■ **Problem details**:
Each line of the listing where the string "millibars" appears is to be identified and copied.
(Beginning of Exercise material)
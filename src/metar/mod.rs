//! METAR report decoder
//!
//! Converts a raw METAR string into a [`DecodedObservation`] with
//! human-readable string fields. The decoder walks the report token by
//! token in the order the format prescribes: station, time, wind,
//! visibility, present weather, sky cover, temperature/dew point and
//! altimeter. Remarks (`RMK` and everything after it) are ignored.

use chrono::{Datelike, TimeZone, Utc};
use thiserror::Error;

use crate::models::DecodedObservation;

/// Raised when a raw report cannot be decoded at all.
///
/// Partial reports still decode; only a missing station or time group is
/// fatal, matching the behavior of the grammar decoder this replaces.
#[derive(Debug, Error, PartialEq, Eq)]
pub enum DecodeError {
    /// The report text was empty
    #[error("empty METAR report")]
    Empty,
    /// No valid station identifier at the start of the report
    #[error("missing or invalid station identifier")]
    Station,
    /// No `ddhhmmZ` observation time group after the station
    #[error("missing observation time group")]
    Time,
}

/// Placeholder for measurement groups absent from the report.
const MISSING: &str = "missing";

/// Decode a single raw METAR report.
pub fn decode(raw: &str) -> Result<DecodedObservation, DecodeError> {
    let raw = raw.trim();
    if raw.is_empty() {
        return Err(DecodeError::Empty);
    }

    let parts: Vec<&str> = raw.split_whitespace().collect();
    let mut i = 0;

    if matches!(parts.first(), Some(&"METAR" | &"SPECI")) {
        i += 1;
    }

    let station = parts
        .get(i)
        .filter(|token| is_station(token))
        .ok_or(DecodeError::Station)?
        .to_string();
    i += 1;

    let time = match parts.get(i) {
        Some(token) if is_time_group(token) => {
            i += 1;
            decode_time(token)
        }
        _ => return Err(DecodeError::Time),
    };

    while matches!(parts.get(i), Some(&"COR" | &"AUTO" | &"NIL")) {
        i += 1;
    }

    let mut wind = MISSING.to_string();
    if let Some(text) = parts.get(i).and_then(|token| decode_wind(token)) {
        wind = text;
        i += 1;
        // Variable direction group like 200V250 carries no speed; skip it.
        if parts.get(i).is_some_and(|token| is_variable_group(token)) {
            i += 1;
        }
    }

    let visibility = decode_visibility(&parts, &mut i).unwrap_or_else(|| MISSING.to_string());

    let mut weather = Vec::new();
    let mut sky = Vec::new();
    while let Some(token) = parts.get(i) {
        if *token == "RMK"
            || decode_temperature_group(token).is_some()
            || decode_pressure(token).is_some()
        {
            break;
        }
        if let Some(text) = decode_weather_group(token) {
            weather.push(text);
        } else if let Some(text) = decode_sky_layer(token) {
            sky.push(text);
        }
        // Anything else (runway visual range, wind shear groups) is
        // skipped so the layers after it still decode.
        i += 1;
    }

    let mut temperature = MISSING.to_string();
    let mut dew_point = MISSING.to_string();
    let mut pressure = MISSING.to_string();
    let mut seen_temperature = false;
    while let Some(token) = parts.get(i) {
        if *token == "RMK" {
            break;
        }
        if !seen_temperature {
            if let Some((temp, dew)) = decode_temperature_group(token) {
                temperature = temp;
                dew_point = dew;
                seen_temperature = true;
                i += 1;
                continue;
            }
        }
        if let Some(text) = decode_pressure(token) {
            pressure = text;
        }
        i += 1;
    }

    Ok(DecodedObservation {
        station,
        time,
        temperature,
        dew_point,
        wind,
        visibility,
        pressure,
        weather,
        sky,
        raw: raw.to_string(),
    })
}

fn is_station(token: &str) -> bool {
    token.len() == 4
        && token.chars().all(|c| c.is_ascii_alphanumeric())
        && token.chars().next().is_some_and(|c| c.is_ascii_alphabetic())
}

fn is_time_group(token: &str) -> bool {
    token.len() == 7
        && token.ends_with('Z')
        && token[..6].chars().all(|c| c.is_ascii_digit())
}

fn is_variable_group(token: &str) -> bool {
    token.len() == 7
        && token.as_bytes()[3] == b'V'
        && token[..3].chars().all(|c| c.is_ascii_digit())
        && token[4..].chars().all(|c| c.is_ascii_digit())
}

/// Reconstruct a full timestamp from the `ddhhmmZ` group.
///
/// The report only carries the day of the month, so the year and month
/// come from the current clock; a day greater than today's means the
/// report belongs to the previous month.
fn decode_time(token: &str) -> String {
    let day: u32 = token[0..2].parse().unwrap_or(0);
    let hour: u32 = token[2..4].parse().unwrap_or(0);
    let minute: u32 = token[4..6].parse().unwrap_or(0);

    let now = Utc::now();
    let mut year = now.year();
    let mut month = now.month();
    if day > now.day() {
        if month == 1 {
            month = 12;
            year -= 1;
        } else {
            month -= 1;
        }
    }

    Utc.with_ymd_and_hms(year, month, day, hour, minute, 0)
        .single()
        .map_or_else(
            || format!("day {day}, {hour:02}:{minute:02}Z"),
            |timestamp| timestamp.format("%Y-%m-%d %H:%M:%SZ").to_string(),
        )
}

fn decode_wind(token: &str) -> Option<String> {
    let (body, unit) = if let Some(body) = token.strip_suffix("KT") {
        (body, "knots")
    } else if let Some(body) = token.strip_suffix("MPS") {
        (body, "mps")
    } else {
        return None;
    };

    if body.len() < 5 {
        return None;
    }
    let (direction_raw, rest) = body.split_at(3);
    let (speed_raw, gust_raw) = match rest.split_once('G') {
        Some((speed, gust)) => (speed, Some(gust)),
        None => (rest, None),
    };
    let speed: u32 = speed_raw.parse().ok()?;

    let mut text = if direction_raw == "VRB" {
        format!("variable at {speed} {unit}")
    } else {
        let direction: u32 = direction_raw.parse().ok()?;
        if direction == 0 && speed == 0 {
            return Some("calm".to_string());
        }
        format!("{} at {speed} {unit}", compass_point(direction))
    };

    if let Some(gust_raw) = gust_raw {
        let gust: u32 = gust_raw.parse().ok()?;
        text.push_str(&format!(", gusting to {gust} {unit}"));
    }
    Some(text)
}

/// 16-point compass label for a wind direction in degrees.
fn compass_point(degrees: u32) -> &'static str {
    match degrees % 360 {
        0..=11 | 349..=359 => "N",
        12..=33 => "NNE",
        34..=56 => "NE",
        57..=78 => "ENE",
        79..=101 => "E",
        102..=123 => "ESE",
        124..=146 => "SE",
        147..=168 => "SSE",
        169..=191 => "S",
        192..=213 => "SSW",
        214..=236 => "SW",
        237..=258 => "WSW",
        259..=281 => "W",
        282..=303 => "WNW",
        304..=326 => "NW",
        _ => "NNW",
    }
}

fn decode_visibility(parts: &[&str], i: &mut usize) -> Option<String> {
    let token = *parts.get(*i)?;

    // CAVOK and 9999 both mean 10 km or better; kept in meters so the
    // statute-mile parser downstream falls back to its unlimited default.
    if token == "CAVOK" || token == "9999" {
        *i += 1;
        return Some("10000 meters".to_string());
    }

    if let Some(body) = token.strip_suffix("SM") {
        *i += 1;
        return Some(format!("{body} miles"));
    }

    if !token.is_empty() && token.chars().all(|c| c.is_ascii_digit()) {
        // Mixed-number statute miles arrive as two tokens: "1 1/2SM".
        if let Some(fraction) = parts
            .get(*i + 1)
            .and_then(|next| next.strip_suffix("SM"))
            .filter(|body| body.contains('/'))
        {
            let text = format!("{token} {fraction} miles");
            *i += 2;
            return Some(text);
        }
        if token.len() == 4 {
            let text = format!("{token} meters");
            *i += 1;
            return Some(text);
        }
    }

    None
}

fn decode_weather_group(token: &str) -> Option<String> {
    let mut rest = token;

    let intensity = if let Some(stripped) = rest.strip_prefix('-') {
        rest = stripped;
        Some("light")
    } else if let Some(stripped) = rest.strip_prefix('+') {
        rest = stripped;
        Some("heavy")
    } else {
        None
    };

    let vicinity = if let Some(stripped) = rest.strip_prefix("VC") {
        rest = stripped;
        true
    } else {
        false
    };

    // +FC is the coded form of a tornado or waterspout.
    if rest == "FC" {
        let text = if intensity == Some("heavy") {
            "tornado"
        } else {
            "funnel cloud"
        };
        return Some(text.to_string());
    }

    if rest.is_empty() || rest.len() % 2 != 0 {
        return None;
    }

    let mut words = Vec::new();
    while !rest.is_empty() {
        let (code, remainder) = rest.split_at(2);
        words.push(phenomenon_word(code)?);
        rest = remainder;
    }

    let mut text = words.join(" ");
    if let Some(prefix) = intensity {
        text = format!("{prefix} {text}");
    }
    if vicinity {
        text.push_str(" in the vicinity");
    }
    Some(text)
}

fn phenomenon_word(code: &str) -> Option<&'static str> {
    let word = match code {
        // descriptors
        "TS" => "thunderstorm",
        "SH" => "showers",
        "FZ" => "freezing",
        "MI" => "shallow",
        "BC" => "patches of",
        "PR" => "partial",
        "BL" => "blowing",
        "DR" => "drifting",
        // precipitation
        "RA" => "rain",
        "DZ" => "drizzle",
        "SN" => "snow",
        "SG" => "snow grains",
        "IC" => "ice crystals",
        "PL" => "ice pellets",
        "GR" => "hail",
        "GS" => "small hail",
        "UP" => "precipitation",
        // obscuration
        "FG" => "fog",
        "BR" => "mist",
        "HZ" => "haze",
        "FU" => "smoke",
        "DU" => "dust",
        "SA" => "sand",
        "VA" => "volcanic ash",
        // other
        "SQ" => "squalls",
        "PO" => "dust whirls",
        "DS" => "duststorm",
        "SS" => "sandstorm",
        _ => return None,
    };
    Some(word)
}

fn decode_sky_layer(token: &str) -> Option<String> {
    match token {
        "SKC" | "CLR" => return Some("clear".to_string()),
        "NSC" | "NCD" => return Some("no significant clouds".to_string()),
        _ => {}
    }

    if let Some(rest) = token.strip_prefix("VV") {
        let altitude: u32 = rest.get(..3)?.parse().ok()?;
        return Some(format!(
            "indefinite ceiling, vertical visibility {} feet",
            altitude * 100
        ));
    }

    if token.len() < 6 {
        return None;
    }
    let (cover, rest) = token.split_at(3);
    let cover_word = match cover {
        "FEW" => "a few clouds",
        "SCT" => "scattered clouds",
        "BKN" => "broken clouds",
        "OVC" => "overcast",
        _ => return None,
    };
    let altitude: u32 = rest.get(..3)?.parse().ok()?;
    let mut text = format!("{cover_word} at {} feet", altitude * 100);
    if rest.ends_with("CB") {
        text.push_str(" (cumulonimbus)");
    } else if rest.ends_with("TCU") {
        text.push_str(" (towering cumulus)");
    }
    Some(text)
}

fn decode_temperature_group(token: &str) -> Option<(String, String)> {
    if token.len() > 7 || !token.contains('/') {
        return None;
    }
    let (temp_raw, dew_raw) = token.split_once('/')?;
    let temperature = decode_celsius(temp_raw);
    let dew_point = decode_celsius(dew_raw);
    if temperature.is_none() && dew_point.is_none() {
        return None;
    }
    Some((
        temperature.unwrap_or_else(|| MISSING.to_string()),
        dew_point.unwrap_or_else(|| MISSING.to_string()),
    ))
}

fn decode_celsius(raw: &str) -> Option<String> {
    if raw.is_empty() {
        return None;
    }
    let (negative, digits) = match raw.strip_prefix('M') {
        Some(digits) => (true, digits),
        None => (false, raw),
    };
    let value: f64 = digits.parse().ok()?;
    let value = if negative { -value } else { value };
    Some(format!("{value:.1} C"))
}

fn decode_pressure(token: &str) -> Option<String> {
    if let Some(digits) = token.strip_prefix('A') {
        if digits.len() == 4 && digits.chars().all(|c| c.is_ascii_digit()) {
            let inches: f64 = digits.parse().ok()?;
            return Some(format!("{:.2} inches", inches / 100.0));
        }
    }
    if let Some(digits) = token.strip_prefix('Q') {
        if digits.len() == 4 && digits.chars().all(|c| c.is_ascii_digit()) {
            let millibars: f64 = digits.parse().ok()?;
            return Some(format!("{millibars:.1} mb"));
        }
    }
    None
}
(End of Exercise material)
(Beginning of Exercise material)
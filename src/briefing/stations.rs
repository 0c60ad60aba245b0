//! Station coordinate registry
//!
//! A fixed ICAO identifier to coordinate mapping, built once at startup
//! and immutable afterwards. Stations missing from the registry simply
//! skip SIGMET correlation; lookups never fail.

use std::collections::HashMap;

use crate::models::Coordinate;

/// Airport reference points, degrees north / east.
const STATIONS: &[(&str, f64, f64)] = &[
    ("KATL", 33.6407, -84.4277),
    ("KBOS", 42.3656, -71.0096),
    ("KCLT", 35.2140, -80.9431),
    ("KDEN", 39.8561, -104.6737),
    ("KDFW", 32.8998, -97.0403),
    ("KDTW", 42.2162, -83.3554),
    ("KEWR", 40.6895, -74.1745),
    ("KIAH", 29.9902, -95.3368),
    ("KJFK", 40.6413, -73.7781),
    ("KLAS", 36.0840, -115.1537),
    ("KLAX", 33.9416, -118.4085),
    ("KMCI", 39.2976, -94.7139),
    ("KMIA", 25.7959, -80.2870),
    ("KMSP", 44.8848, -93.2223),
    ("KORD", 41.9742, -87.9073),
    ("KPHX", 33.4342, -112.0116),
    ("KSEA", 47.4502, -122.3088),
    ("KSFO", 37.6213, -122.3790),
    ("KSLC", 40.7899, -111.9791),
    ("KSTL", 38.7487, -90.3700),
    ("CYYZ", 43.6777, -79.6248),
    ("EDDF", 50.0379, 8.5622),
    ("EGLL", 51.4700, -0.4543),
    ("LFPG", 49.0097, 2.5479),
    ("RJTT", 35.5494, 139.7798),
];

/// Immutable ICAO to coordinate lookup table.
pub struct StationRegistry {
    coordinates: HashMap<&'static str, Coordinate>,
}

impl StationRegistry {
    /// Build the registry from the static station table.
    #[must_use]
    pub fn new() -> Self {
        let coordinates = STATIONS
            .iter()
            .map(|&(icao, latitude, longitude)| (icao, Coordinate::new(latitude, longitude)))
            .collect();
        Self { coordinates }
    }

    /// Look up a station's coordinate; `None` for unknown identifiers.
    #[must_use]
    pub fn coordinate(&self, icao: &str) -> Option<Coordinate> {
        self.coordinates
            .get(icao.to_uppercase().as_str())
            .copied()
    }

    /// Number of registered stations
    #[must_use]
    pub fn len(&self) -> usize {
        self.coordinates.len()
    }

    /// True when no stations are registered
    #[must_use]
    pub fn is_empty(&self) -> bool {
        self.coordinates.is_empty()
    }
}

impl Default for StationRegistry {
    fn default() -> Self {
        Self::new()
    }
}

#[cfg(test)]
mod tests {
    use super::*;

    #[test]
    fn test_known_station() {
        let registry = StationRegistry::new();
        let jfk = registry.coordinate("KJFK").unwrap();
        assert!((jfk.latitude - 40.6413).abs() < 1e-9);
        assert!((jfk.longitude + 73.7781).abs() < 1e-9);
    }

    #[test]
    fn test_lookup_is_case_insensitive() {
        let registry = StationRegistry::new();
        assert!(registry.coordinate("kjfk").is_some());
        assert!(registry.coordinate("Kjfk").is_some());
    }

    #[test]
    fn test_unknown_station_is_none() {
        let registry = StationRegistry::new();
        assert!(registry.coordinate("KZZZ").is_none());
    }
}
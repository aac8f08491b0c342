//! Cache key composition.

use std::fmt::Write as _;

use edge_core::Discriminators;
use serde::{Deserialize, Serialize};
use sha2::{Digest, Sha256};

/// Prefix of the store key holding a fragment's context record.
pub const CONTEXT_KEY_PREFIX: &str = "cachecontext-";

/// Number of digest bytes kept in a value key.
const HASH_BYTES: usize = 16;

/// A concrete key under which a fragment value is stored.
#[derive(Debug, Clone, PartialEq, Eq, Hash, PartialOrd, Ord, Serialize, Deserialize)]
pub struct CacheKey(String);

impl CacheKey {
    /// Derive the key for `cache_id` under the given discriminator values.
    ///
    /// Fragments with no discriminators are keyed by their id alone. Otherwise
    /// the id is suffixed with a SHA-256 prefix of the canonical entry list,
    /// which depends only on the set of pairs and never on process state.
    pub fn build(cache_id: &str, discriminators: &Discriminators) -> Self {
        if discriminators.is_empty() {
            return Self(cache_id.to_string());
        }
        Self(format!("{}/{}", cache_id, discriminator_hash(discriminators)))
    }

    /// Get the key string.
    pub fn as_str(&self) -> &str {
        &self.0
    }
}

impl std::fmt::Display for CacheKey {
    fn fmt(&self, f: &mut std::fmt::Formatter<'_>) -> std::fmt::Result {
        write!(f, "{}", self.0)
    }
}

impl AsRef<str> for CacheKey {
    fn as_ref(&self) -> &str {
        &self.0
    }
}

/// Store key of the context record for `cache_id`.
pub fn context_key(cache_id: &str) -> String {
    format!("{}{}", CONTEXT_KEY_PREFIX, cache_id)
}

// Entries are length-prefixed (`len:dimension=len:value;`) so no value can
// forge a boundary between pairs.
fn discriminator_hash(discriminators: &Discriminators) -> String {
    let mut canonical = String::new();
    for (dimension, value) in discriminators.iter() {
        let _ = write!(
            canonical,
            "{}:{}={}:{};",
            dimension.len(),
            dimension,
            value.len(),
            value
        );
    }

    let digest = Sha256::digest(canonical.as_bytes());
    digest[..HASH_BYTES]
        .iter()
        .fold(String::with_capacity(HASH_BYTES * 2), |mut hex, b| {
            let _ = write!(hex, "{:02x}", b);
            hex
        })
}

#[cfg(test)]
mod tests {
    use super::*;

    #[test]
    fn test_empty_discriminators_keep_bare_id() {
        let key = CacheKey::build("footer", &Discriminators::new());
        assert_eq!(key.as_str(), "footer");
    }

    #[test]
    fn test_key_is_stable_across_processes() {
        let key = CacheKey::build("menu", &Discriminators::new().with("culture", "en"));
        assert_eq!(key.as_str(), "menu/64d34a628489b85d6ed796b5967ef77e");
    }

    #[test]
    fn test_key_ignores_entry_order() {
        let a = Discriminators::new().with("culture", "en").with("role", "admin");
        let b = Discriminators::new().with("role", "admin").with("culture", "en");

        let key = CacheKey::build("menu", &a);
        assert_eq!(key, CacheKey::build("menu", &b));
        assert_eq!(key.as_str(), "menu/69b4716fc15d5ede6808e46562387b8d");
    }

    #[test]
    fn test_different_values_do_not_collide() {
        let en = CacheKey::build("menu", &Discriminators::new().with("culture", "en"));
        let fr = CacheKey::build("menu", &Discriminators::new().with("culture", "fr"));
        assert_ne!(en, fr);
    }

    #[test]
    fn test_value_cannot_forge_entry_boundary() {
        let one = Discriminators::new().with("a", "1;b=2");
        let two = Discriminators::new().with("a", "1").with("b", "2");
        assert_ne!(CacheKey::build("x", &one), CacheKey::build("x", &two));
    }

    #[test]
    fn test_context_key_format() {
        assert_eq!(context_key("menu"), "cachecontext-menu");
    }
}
(End of Exercise material)
■ **Solved exercise**:
            let millibars: f64 = digits.parse().ok()?;
            return Some(format!("{millibars:.1} mb"));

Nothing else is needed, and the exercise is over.